### Data
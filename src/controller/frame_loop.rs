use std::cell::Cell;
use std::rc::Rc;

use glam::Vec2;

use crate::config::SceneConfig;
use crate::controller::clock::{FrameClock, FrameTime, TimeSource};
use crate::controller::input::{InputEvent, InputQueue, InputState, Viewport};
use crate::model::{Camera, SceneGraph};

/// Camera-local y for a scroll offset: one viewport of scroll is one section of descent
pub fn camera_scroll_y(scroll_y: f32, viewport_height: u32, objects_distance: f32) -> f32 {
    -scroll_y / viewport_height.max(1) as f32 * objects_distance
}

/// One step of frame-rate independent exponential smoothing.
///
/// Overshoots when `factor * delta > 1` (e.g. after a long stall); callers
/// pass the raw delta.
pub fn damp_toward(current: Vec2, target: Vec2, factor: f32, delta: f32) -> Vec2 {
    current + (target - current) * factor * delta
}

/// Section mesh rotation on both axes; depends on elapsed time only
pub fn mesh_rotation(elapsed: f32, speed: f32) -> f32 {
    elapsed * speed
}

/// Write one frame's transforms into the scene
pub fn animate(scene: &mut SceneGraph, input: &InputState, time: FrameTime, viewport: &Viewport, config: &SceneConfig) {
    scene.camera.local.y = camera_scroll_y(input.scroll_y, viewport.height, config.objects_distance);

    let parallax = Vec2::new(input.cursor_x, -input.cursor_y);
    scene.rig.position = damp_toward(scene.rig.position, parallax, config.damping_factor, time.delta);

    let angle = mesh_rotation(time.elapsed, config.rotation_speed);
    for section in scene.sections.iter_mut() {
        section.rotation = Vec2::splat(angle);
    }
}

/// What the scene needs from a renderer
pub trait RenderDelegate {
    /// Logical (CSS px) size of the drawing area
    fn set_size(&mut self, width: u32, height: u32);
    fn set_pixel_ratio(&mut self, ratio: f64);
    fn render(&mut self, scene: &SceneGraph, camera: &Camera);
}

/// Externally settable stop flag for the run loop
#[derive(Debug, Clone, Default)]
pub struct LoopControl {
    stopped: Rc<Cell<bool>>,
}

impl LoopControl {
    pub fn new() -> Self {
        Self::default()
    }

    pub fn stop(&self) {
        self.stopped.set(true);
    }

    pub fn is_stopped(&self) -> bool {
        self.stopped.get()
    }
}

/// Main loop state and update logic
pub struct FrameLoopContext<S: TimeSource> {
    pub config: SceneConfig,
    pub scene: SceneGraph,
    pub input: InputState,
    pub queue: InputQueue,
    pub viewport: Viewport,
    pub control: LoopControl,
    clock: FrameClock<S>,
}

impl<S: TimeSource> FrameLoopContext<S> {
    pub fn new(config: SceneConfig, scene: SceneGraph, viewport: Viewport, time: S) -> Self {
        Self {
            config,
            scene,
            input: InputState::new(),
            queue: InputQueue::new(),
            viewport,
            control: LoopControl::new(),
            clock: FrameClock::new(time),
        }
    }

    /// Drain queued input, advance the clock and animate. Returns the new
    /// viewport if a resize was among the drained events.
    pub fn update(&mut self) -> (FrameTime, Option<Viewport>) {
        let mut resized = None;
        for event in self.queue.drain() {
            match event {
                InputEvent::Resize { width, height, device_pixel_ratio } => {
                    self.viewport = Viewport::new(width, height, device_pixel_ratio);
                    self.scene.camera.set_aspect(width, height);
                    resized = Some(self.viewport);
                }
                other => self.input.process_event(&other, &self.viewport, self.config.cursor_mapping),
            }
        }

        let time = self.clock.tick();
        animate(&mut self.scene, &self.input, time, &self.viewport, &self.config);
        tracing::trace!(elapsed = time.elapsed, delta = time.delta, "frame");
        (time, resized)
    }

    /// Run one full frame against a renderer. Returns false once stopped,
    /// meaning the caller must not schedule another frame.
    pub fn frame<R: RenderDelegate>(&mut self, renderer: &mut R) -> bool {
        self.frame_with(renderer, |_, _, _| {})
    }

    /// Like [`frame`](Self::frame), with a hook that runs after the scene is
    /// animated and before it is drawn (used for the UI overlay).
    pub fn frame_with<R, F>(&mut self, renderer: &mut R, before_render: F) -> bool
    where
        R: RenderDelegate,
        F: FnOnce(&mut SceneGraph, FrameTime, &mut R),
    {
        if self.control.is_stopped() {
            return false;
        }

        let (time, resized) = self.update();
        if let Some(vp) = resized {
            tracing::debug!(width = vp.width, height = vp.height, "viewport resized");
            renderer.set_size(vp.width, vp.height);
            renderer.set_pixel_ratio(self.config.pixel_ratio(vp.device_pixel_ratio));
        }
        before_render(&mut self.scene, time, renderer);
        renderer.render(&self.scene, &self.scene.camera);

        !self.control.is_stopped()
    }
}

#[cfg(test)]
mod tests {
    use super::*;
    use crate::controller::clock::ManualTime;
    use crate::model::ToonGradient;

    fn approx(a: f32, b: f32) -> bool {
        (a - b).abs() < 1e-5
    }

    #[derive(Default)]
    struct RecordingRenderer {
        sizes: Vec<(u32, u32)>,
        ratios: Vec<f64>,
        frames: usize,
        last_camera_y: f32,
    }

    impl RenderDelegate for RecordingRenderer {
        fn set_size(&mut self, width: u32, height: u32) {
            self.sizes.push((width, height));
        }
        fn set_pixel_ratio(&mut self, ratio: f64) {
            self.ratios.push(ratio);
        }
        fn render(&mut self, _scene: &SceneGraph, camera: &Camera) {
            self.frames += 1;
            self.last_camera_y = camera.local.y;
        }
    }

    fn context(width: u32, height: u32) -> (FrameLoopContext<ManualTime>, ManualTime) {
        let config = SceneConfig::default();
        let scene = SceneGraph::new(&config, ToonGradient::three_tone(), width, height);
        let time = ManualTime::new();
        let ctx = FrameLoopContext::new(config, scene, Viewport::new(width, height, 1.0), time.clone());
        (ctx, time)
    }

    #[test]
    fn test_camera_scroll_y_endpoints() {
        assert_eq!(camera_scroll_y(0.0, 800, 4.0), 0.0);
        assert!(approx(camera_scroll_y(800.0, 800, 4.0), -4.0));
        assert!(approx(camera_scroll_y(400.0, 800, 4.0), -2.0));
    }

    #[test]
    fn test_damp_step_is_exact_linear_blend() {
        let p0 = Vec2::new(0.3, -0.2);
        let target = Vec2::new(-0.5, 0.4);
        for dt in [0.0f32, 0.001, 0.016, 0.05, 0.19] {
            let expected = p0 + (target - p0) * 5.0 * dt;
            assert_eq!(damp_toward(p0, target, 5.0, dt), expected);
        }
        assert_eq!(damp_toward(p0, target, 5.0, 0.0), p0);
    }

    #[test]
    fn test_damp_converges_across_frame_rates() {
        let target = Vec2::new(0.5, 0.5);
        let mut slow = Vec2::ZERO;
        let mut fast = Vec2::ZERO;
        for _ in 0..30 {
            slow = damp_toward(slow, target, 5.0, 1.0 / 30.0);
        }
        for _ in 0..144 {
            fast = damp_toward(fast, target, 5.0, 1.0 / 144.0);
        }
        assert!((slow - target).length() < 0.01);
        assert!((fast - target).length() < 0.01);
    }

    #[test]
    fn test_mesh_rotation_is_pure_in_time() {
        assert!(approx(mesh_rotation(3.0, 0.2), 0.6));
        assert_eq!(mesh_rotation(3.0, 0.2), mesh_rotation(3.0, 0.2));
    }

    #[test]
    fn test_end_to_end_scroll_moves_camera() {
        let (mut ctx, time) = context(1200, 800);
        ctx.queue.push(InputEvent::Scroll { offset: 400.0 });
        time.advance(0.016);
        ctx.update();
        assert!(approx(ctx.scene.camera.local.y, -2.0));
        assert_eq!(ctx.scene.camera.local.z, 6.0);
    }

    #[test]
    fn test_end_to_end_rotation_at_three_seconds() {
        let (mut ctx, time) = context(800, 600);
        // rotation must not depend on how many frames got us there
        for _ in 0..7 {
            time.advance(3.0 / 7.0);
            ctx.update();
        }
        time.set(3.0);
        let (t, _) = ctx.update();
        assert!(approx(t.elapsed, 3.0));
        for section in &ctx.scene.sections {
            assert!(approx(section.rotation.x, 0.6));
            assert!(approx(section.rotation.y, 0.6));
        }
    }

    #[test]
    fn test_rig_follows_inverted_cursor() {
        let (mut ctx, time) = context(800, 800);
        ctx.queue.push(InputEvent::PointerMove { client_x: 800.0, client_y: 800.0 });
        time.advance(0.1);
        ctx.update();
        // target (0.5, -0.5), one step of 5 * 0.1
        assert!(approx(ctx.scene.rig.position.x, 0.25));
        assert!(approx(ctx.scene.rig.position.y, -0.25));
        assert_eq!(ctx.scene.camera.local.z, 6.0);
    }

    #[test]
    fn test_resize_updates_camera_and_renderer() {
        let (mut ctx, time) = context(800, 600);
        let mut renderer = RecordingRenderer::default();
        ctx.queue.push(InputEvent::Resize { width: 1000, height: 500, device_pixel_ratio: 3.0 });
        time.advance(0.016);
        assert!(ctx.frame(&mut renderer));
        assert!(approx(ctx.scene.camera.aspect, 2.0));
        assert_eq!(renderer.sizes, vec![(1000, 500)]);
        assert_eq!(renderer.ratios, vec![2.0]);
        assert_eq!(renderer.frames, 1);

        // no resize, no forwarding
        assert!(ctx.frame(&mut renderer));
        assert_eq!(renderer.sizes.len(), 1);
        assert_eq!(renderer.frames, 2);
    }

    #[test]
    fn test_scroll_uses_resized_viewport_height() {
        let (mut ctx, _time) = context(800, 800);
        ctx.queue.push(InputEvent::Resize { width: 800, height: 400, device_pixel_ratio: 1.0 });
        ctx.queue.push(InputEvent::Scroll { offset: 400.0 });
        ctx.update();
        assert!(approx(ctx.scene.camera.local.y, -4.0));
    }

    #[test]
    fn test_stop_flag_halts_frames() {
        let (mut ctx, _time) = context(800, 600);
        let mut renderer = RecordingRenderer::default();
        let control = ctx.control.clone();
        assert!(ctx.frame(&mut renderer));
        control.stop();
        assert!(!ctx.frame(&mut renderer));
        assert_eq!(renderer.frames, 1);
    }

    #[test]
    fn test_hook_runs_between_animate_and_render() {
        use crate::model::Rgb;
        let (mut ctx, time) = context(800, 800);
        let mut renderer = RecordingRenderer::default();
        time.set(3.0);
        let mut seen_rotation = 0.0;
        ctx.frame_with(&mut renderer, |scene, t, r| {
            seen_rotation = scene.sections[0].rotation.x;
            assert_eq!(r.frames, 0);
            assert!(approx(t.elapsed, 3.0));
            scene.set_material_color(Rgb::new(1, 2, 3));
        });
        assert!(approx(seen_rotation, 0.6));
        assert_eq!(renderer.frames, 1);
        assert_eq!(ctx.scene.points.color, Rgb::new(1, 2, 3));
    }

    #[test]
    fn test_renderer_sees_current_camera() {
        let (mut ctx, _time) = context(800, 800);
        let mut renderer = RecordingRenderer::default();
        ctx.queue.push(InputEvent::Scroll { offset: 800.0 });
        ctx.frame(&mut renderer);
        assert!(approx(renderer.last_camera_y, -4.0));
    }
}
==
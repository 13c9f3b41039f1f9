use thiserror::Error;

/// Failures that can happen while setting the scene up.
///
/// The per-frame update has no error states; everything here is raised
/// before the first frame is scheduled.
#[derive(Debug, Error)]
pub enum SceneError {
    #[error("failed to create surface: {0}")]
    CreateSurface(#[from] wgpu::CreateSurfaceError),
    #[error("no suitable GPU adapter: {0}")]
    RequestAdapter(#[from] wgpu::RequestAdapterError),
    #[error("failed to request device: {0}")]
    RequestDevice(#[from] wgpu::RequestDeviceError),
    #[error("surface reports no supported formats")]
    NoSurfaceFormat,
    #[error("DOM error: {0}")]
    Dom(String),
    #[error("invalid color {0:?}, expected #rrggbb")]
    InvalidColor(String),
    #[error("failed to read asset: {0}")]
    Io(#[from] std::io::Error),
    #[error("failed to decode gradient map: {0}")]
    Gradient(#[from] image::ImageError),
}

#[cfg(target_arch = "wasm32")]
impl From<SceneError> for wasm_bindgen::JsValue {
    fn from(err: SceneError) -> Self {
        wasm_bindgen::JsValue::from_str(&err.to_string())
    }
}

### What you have to do
Pull every line containing the word "bool" out of the entries above.

### Solution to this task
    stopped: Rc<Cell<bool>>,
    pub fn is_stopped(&self) -> bool {
    pub fn frame<R: RenderDelegate>(&mut self, renderer: &mut R) -> bool {
    pub fn frame_with<R, F>(&mut self, renderer: &mut R, before_render: F) -> bool
    fn approx(a: f32, b: f32) -> bool {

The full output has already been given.